News of the greater-than-expected number of
charges - the indictment remains sealed - suggests the grand jury may have targeted more than the $130,000 payment Trump made via Michael Cohen to Stormy Daniels to ensure she didn't tell anyone about his sad little mushroom dick. Trump will reportedly be tried as an adult, and possible other charges - Jack Smith, this means you - remain nigh-on endless. As the New York Timesnotes in its bloviating fashion, "Mr. Trump had for decades avoided criminal charges despite persistent scrutiny and repeated investigations, creating an aura of legal invincibility that the indictment threatens to puncture" - or demolish with a prison-cell-size crater.
In response, Trump frantically raved online, complete with all-caps screeds, anti-Semitic jabs, priceless spelling mistakes, and, at 2:46 a.m., "WHERE'S HUNTER?" "These thugs and Radical Left Monsters have just INDICATED (sic) the 45th President of the United States of America, and the leading Republican candidate, by far, (noted for the 786th time) for the 2024 nomination," he shrieked. "THIS IS AN ATTACK ON OUR COUNTRY, THE LIKES OF WHICH HAS NEVER BEEN SEEN BEFORE" (another fave of his 4th- grade vocabulary). On Rumble, the drug-fueled boy his daddy never loved echoed his sense of grievance, calling it “communist level-shit." And from Trump's birthplace came the best headline ever: "Queens Man Indicted."
Meanwhile, patriots on
Twitter who'd been hungering for due process were ecstatic. On multiple hashtags - #TrumpIndictment, #LockHimUp, #TrumpForPrison - people celebrated a long-awaited reckoning for an evil buffoon two years out of office yet still making tawdry history. The response by Yusef Salaam, New York City Council candidate and member of the Exonerated 5 - previously the Central Park 5, for whom Trump decades before took out a full-page ad calling for their deaths before they'd even been tried - resonated for many: "For those asking about my statement on the indictment of Donald Trump - who never said sorry for calling for my execution - here it is: Karma."

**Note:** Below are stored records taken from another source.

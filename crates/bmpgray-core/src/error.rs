//! Error types for bmpgray-core
//!
//! Covers the construction invariants of [`BitmapImage`](crate::BitmapImage)
//! and [`PixelBuffer`](crate::PixelBuffer). I/O failures live in
//! `bmpgray-io`, which wraps this type.

use thiserror::Error;

/// bmpgray-core error type
#[derive(Error, Debug, Clone, PartialEq, Eq)]
pub enum Error {
    /// `width * height` (times channel count) does not fit in memory sizes
    #[error("pixel count overflows for {width}x{height} ({channels} channels)")]
    PixelCountOverflow {
        width: u32,
        height: u32,
        channels: usize,
    },

    /// The sample buffer does not hold exactly the expected number of bytes
    #[error("pixel buffer size mismatch: expected {expected} bytes, got {actual}")]
    BufferSizeMismatch { expected: usize, actual: usize },

    /// Color table presence disagrees with the header bit depth
    #[error("color table mismatch for {bit_depth} bpp: expected present={expected}")]
    ColorTableMismatch { bit_depth: u32, expected: bool },
}

/// Result type alias for bmpgray-core operations
pub type Result<T> = std::result::Result<T, Error>;
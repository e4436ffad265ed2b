//! bmpgray-test - Regression test helpers for bmpgray
//!
//! - [`RegParams`] collects checks and reports every failure at the end
//!   instead of stopping at the first one
//! - [`BmpBuilder`] assembles minimal bitmap files byte by byte
//! - [`regout_path`] hands out scratch paths under `tests/regout`
//!
//! # Usage
//!
//! ```ignore
//! use bmpgray_test::{BmpBuilder, RegParams};
//!
//! let mut rp = RegParams::new("bmpio");
//! let bytes = BmpBuilder::rgb(1, 1).pixels(&[0, 0, 0]).build();
//! rp.compare_values(57.0, bytes.len() as f64, 0.0);
//! assert!(rp.cleanup());
//! ```

mod error;
mod params;

pub use error::{TestError, TestResult};
pub use params::RegParams;

use bmpgray_core::{COLOR_TABLE_SIZE, HEADER_SIZE};
use std::fs;

/// Get the path to the workspace root
fn workspace_root() -> String {
    let manifest_dir = env!("CARGO_MANIFEST_DIR");
    // bmpgray-test is at crates/bmpgray-test, so go up two directories
    format!("{}/../..", manifest_dir)
}

/// Get the path to the regout (regression output) directory
pub fn regout_dir() -> String {
    format!("{}/tests/regout", workspace_root())
}

/// Path of a scratch file in the regout directory, creating the directory.
pub fn regout_path(name: &str) -> TestResult<String> {
    let dir = regout_dir();
    fs::create_dir_all(&dir).map_err(|e| TestError::DirectoryCreate {
        path: dir.clone(),
        message: e.to_string(),
    })?;
    Ok(format!("{}/{}", dir, name))
}

/// Write `data` to a scratch file and return its path.
pub fn write_regout(name: &str, data: &[u8]) -> TestResult<String> {
    let path = regout_path(name)?;
    fs::write(&path, data).map_err(|e| TestError::FileWrite {
        path: path.clone(),
        message: e.to_string(),
    })?;
    Ok(path)
}

/// Builder for minimal bitmap files: 54-byte header, optional color
/// table, then unpadded pixel bytes.
///
/// The header carries a plausible `BM` signature, data offset and
/// info-header size; only width, height and bit depth matter to the
/// decoder.
#[derive(Debug, Clone)]
pub struct BmpBuilder {
    width: u32,
    height: u32,
    bit_depth: u32,
    color_table: Option<Vec<u8>>,
    pixels: Vec<u8>,
}

impl BmpBuilder {
    /// An image with the given dimensions and bit depth.
    ///
    /// Bit depths <= 8 get a gray ramp color table.
    pub fn new(width: u32, height: u32, bit_depth: u32) -> Self {
        let color_table = (bit_depth <= 8).then(gray_ramp_table);
        Self {
            width,
            height,
            bit_depth,
            color_table,
            pixels: Vec::new(),
        }
    }

    /// A 24 bpp image.
    pub fn rgb(width: u32, height: u32) -> Self {
        Self::new(width, height, 24)
    }

    /// An 8 bpp palette image.
    pub fn palette(width: u32, height: u32) -> Self {
        Self::new(width, height, 8)
    }

    /// Replace the color table bytes. Any length is accepted, so
    /// truncated tables can be built.
    pub fn color_table(mut self, table: &[u8]) -> Self {
        self.color_table = Some(table.to_vec());
        self
    }

    /// Raw pixel bytes, in file order.
    pub fn pixels(mut self, pixels: &[u8]) -> Self {
        self.pixels = pixels.to_vec();
        self
    }

    /// Pixels given as (red, green, blue) triples, stored blue first.
    pub fn rgb_pixels(mut self, pixels: &[(u8, u8, u8)]) -> Self {
        self.pixels = pixels.iter().flat_map(|&(r, g, b)| [b, g, r]).collect();
        self
    }

    /// The 54 header bytes alone.
    pub fn header_bytes(&self) -> Vec<u8> {
        let table_len = self.color_table.as_ref().map_or(0, Vec::len);
        let data_offset = (HEADER_SIZE + table_len) as u32;
        let file_size = data_offset + self.pixels.len() as u32;

        let mut h = vec![0u8; HEADER_SIZE];
        h[0..2].copy_from_slice(b"BM");
        h[2..6].copy_from_slice(&file_size.to_le_bytes());
        h[10..14].copy_from_slice(&data_offset.to_le_bytes());
        h[14..18].copy_from_slice(&40u32.to_le_bytes());
        h[18..22].copy_from_slice(&self.width.to_le_bytes());
        h[22..26].copy_from_slice(&self.height.to_le_bytes());
        h[26..28].copy_from_slice(&1u16.to_le_bytes());
        h[28..32].copy_from_slice(&self.bit_depth.to_le_bytes());
        h[34..38].copy_from_slice(&(self.pixels.len() as u32).to_le_bytes());
        h
    }

    /// The complete file.
    pub fn build(&self) -> Vec<u8> {
        let mut bytes = self.header_bytes();
        if let Some(table) = &self.color_table {
            bytes.extend_from_slice(table);
        }
        bytes.extend_from_slice(&self.pixels);
        bytes
    }
}

/// 256 gray BGRA palette entries.
fn gray_ramp_table() -> Vec<u8> {
    let mut table = Vec::with_capacity(COLOR_TABLE_SIZE);
    for i in 0..=255u8 {
        table.extend_from_slice(&[i, i, i, 0]);
    }
    table
}
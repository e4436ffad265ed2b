//! The bitmap-to-grayscale pipeline
//!
//! `convert` decodes the whole source first, then transforms and writes.
//! Every decode failure therefore happens before the destination is
//! created.

use crate::ConvertResult;
use crate::bmp::{DecodeOptions, decode_file, encode_file};
use bmpgray_core::{BitmapImage, PixelFormat};
use log::info;
use std::path::Path;

/// Options for [`convert_with`].
#[derive(Debug, Clone, Copy, Default, PartialEq, Eq)]
pub struct ConvertOptions {
    /// How the source is decoded
    pub decode: DecodeOptions,
}

impl ConvertOptions {
    /// Default options: the pixel layout follows the header bit depth.
    pub fn new() -> Self {
        Self::default()
    }

    /// Force the pixel layout used to read the source.
    pub fn with_format(mut self, format: PixelFormat) -> Self {
        self.decode = self.decode.with_format(format);
        self
    }
}

/// Summary of a finished conversion.
#[derive(Debug, Clone, Copy, PartialEq, Eq)]
pub struct ConvertStats {
    /// Width read from the source header
    pub width: u32,
    /// Height read from the source header
    pub height: u32,
    /// Bit depth read from the source header
    pub bit_depth: u32,
    /// Pixel layout the source was decoded with
    pub format: PixelFormat,
    /// Whether a color table was carried over
    pub has_color_table: bool,
    /// Size of the destination file
    pub bytes_written: u64,
}

impl ConvertStats {
    fn from_image(image: &BitmapImage, bytes_written: u64) -> Self {
        Self {
            width: image.width(),
            height: image.height(),
            bit_depth: image.bit_depth(),
            format: image.format(),
            has_color_table: image.color_table().is_some(),
            bytes_written,
        }
    }
}

impl std::fmt::Display for ConvertStats {
    fn fmt(&self, f: &mut std::fmt::Formatter<'_>) -> std::fmt::Result {
        writeln!(f, "width: {}", self.width)?;
        writeln!(f, "height: {}", self.height)?;
        write!(f, "bitDepth: {}", self.bit_depth)
    }
}

/// Convert the bitmap at `input` to grayscale and write it to `output`.
///
/// The pixel layout follows the source bit depth. See [`convert_with`].
pub fn convert<P: AsRef<Path>, Q: AsRef<Path>>(input: P, output: Q) -> ConvertResult<ConvertStats> {
    convert_with(input, output, &ConvertOptions::default())
}

/// Convert the bitmap at `input` to grayscale with explicit options.
///
/// No naming conventions are enforced on either path.
///
/// # Errors
///
/// Any [`ConvertError`](crate::ConvertError). When decoding fails,
/// `output` is neither created nor modified.
pub fn convert_with<P: AsRef<Path>, Q: AsRef<Path>>(
    input: P,
    output: Q,
    options: &ConvertOptions,
) -> ConvertResult<ConvertStats> {
    let input = input.as_ref();
    let output = output.as_ref();

    let image = decode_file(input, &options.decode)?;
    let gray = image.into_grayscale();
    let bytes_written = encode_file(&gray, output)?;

    let stats = ConvertStats::from_image(&gray, bytes_written);
    info!(
        "converted {} -> {} ({}x{}, {} bpp, {})",
        input.display(),
        output.display(),
        stats.width,
        stats.height,
        stats.bit_depth,
        stats.format
    );
    Ok(stats)
}
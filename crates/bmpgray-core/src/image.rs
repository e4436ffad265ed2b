//! BitmapImage - the decoded image
//!
//! A `BitmapImage` is built once by the decoder and is immutable from then
//! on. The grayscale stage takes it by value and returns a new image that
//! shares the same header and color table.

use crate::error::{Error, Result};
use crate::header::{BitmapHeader, COLOR_TABLE_SIZE, HEADER_SIZE};
use crate::pixel::{PixelBuffer, PixelFormat};

/// The 1024-byte palette that follows the header for bit depths <= 8.
///
/// Carried verbatim; its entries are never interpreted.
#[derive(Clone, PartialEq, Eq)]
pub struct ColorTable(pub [u8; COLOR_TABLE_SIZE]);

impl ColorTable {
    /// Raw palette bytes
    pub fn as_bytes(&self) -> &[u8; COLOR_TABLE_SIZE] {
        &self.0
    }
}

impl std::fmt::Debug for ColorTable {
    fn fmt(&self, f: &mut std::fmt::Formatter<'_>) -> std::fmt::Result {
        f.debug_struct("ColorTable")
            .field("len", &COLOR_TABLE_SIZE)
            .finish()
    }
}

/// A decoded bitmap.
#[derive(Debug, Clone, PartialEq, Eq)]
pub struct BitmapImage {
    header: BitmapHeader,
    color_table: Option<ColorTable>,
    pixels: PixelBuffer,
}

impl BitmapImage {
    /// Assemble an image from its decoded parts.
    ///
    /// # Errors
    ///
    /// - [`Error::ColorTableMismatch`] if a color table is given for a deep
    ///   image or missing for a palette image.
    /// - [`Error::PixelCountOverflow`] if `width * height` overflows.
    /// - [`Error::BufferSizeMismatch`] if `pixels` does not hold exactly
    ///   `width * height` pixels.
    pub fn new(
        header: BitmapHeader,
        color_table: Option<ColorTable>,
        pixels: PixelBuffer,
    ) -> Result<Self> {
        if color_table.is_some() != header.has_color_table() {
            return Err(Error::ColorTableMismatch {
                bit_depth: header.bit_depth(),
                expected: header.has_color_table(),
            });
        }
        let pixel_count = header.pixel_count().ok_or(Error::PixelCountOverflow {
            width: header.width(),
            height: header.height(),
            channels: pixels.format().channels(),
        })?;
        if pixels.pixel_count() != pixel_count {
            let channels = pixels.format().channels();
            return Err(Error::BufferSizeMismatch {
                expected: pixel_count.saturating_mul(channels),
                actual: pixels.as_bytes().len(),
            });
        }
        Ok(Self {
            header,
            color_table,
            pixels,
        })
    }

    /// Parsed header
    pub fn header(&self) -> &BitmapHeader {
        &self.header
    }

    /// Image width in pixels
    pub fn width(&self) -> u32 {
        self.header.width()
    }

    /// Image height in pixels
    pub fn height(&self) -> u32 {
        self.header.height()
    }

    /// Declared bits per pixel
    pub fn bit_depth(&self) -> u32 {
        self.header.bit_depth()
    }

    /// Palette, present iff the bit depth is <= 8
    pub fn color_table(&self) -> Option<&ColorTable> {
        self.color_table.as_ref()
    }

    /// Pixel samples
    pub fn pixels(&self) -> &PixelBuffer {
        &self.pixels
    }

    /// Layout of the pixel samples
    pub fn format(&self) -> PixelFormat {
        self.pixels.format()
    }

    /// Size of this image once encoded: header, palette and samples.
    pub fn encoded_len(&self) -> usize {
        let table = if self.color_table.is_some() {
            COLOR_TABLE_SIZE
        } else {
            0
        };
        HEADER_SIZE + table + self.pixels.as_bytes().len()
    }

    /// Consume the image and return its grayscale version.
    ///
    /// Header and color table move over unchanged.
    pub fn into_grayscale(self) -> BitmapImage {
        let pixels = self.pixels.to_grayscale();
        BitmapImage {
            header: self.header,
            color_table: self.color_table,
            pixels,
        }
    }

    /// Split into header, color table and pixels.
    pub fn into_parts(self) -> (BitmapHeader, Option<ColorTable>, PixelBuffer) {
        (self.header, self.color_table, self.pixels)
    }
}
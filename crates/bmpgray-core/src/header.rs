//! Bitmap file header
//!
//! The minimal bitmap subset handled here has a fixed 54-byte header
//! (14-byte file header followed by a 40-byte info header). Only three
//! fields are interpreted: width, height and bit depth. The raw bytes are
//! kept verbatim so the header can be written back unchanged.
//!
//! No magic-signature or compression checks are performed.

use crate::pixel::PixelFormat;

/// Size of the raw header in bytes
pub const HEADER_SIZE: usize = 54;

/// Size of the color table that follows the header for bit depths <= 8
pub const COLOR_TABLE_SIZE: usize = 1024;

/// Byte offset of the image width
pub const WIDTH_OFFSET: usize = 18;
/// Byte offset of the image height
pub const HEIGHT_OFFSET: usize = 22;
/// Byte offset of the bit depth
pub const BIT_DEPTH_OFFSET: usize = 28;

/// Highest bit depth that still carries a color table
pub const MAX_PALETTE_DEPTH: u32 = 8;

/// Assemble a little-endian `u32` from four bytes starting at `offset`.
///
/// Works byte by byte, so the result does not depend on host byte order
/// or on the alignment of `bytes`.
///
/// # Panics
///
/// Panics if `bytes` is shorter than `offset + 4`.
#[inline]
pub fn read_le_u32(bytes: &[u8], offset: usize) -> u32 {
    (bytes[offset] as u32)
        | ((bytes[offset + 1] as u32) << 8)
        | ((bytes[offset + 2] as u32) << 16)
        | ((bytes[offset + 3] as u32) << 24)
}

/// Parsed bitmap header.
///
/// Immutable once parsed. `raw` is the exact byte sequence read from the
/// source file.
#[derive(Debug, Clone, PartialEq, Eq)]
pub struct BitmapHeader {
    raw: [u8; HEADER_SIZE],
    width: u32,
    height: u32,
    bit_depth: u32,
}

impl BitmapHeader {
    /// Interpret a raw 54-byte header.
    pub fn parse(raw: [u8; HEADER_SIZE]) -> Self {
        let width = read_le_u32(&raw, WIDTH_OFFSET);
        let height = read_le_u32(&raw, HEIGHT_OFFSET);
        let bit_depth = read_le_u32(&raw, BIT_DEPTH_OFFSET);
        Self {
            raw,
            width,
            height,
            bit_depth,
        }
    }

    /// The header bytes exactly as read.
    pub fn as_bytes(&self) -> &[u8; HEADER_SIZE] {
        &self.raw
    }

    /// Image width in pixels
    pub fn width(&self) -> u32 {
        self.width
    }

    /// Image height in pixels
    pub fn height(&self) -> u32 {
        self.height
    }

    /// Bits per pixel, as declared in the header
    pub fn bit_depth(&self) -> u32 {
        self.bit_depth
    }

    /// Low bit depths carry a palette by format convention.
    pub fn has_color_table(&self) -> bool {
        self.bit_depth <= MAX_PALETTE_DEPTH
    }

    /// Pixel layout implied by the bit depth.
    pub fn pixel_format(&self) -> PixelFormat {
        PixelFormat::from_bit_depth(self.bit_depth)
    }

    /// `width * height`, or `None` if it overflows `usize`.
    pub fn pixel_count(&self) -> Option<usize> {
        (self.width as usize).checked_mul(self.height as usize)
    }
}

There were brutally hilarious
memes, happily vengeful photos, chortling Hillary and Obama images, Home Alone plugs, and congrats to Gwyneth Paltrow, because at least someone had been found innocent. There was gratitude to Daniels, and there were many wisecracks: "Hard to believe Trump having sex resulted in something worse for him than Don Jr.," "Liza Minnelli has outlived the long wait for Trump to be indicted," "I heard Killary ate 3 babies for breakfast," "I wonder if Jim Jordan would have any objection to being indicted simultaneously," and, "Let the unraveling begin." Above all, there was a weary, bittersweet solace, a sense that justness may yet prevail. "Lock him up," read a sign in New York. "Throw away the key." Please.